Dealing with Guest ISAs and a Translation Layer

Going back to this architecture diagram, everything up to the global front end is another interesting story as well.

Part of Soft Machines' product package is a low level virtual software layer that will translate a guest instruction set and convert it into the VISC ISA. This is to allow VISC to be used with existing software, and to more easily integrate into current environments rather than trying to establish an ecosystem for a new architecture in 2016. Soft Machines tells us that two instruction sets are supported, one of which will be ARMv8. It was implied that x86 would be the other, although they were reluctant to outright confirm it (ed: x86 translation is likely not to be looked upon fondly by Intel). Meanwhile we were told that writing additional translation layers, while not trivial, can be done and that they plan to support other guest ISAs in future.

So for all intents and purposes, this is a translation layer converting from ARMv8 to VISC. Many companies over the past couple of decades have tried with translation layers – Intel with Itanium, Transmeta to x86, and one of the latest was NVIDIA with Denver, which translated ARM to a custom ISA. Mentioning Itanium, Transmeta and Denver, for those who have followed the industry, might bring a chill down the spine given the very limited success each of these platforms have had.
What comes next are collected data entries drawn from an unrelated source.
//! Test helpers: JWT fabrication and a local token endpoint

use std::collections::HashMap;
use std::sync::Arc;
use std::sync::atomic::{AtomicUsize, Ordering};
use std::time::{Duration, SystemTime, UNIX_EPOCH};

use axum::extract::State;
use axum::http::StatusCode;
use axum::response::IntoResponse;
use axum::routing::post;
use axum::{Form, Json, Router};
use base64::Engine;
use base64::engine::general_purpose::URL_SAFE_NO_PAD;
use tokio::net::TcpListener;
use tokio::sync::Mutex;

pub(crate) const CLIENT_ID: u64 = 1;
pub(crate) const CLIENT_SECRET: &str = "secret";
pub(crate) const AUTH_CODE: &str = "abc";

pub(crate) fn now_secs() -> f64 {
    SystemTime::now()
        .duration_since(UNIX_EPOCH)
        .unwrap()
        .as_secs_f64()
}

/// Unsigned JWT carrying `payload`.
pub(crate) fn jwt(payload: &serde_json::Value) -> String {
    format!(
        "{}.{}.signature",
        URL_SAFE_NO_PAD.encode(br#"{"typ":"JWT","alg":"RS256"}"#),
        URL_SAFE_NO_PAD.encode(payload.to_string()),
    )
}

pub(crate) fn fake_jwt(exp: f64, scopes: &[&str], sub: Option<&str>) -> String {
    let mut payload = serde_json::json!({
        "aud": "1",
        "jti": "test",
        "iat": exp - 86_400.0,
        "nbf": exp - 86_400.0,
        "exp": exp,
        "scopes": scopes,
    });
    if let Some(sub) = sub {
        payload["sub"] = serde_json::json!(sub);
    }
    jwt(&payload)
}

/// A token that stays valid well past the refresh margin.
pub(crate) fn valid_jwt(scopes: &[&str]) -> String {
    fake_jwt(now_secs() + 86_400.0, scopes, Some("2"))
}

/// A token already inside the refresh margin.
pub(crate) fn expiring_jwt(scopes: &[&str]) -> String {
    fake_jwt(now_secs() + 60.0, scopes, Some("2"))
}

#[derive(Clone, Default)]
pub(crate) struct TokenServerState {
    pub hits: Arc<AtomicUsize>,
    pub grants: Arc<Mutex<Vec<String>>>,
}

pub(crate) struct TokenServer {
    pub host: String,
    pub state: TokenServerState,
}

impl TokenServer {
    pub fn hits(&self) -> usize {
        self.state.hits.load(Ordering::SeqCst)
    }
}

/// Start a token endpoint on an ephemeral port.
///
/// Every response is delayed 50ms so concurrent callers overlap with the
/// in-flight request. Each issued access token carries a distinct `jti`.
pub(crate) async fn start_token_server() -> TokenServer {
    let listener = TcpListener::bind("127.0.0.1:0").await.unwrap();
    let addr = listener.local_addr().unwrap();
    let state = TokenServerState::default();

    let app = Router::new()
        .route("/oauth/token", post(token_handler))
        .with_state(state.clone());
    tokio::spawn(async move {
        axum::serve(listener, app).await.unwrap();
    });

    TokenServer {
        host: format!("http://{addr}"),
        state,
    }
}

async fn token_handler(
    State(state): State<TokenServerState>,
    Form(form): Form<HashMap<String, String>>,
) -> axum::response::Response {
    let n = state.hits.fetch_add(1, Ordering::SeqCst) + 1;
    let grant = form.get("grant_type").cloned().unwrap_or_default();
    state.grants.lock().await.push(grant.clone());
    tokio::time::sleep(Duration::from_millis(50)).await;

    let client_ok = form.get("client_id").map(String::as_str) == Some("1")
        && form.get("client_secret").map(String::as_str) == Some(CLIENT_SECRET);
    if !client_ok {
        return (StatusCode::UNAUTHORIZED, "invalid_client").into_response();
    }

    let access = |scopes: &[&str], sub: &str| {
        jwt(&serde_json::json!({
            "jti": format!("issued-{n}"),
            "exp": now_secs() + 86_400.0,
            "scopes": scopes,
            "sub": sub,
        }))
    };

    match grant.as_str() {
        "client_credentials" => Json(serde_json::json!({
            "token_type": "Bearer",
            "expires_in": 86_400,
            "access_token": access(&["public"], ""),
        }))
        .into_response(),
        "refresh_token" => {
            let refresh = form.get("refresh_token").cloned().unwrap_or_default();
            if !refresh.starts_with("rt_") {
                return (StatusCode::UNAUTHORIZED, "invalid_grant").into_response();
            }
            Json(serde_json::json!({
                "token_type": "Bearer",
                "expires_in": 86_400,
                "access_token": access(&["public", "identify"], "2"),
                "refresh_token": format!("rt_{n}"),
            }))
            .into_response()
        }
        "authorization_code" => {
            if form.get("code").map(String::as_str) != Some(AUTH_CODE) {
                return (StatusCode::BAD_REQUEST, "invalid_grant").into_response();
            }
            Json(serde_json::json!({
                "token_type": "Bearer",
                "expires_in": 86_400,
                "access_token": access(&["public", "identify"], "2"),
                "refresh_token": "rt_code",
            }))
            .into_response()
        }
        _ => (StatusCode::BAD_REQUEST, "unsupported_grant_type").into_response(),
    }
}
Soft Machines’ CEO was keen to point out that the purpose of the translation layer for VISC is very different to these previous attempts.

The VISC translation layer is designed to be a thin and lean implementation whose main role is to maintain compatibility to the VISC ISA, not to extract performance. Taking Denver as the most recent example, the translation layer there is designed to adjust the ARM instructions into Denver’s ISA and extract instruction level parallelism into the 7-wide design. For VISC, we are told, there is no need to go after performance at this level. The main point at which the VISC design increases performance is at threadlet generation, not in translation and making instruction sequences better fit the VISC hardware. This allows the ARM translation layer to have a less than 5% overhead, according to Soft Machines, and releases a point of contention with previous translation layer designs. As long as the translation layer is 100% compatible, the performance can in principle be extracted at the threadlet level.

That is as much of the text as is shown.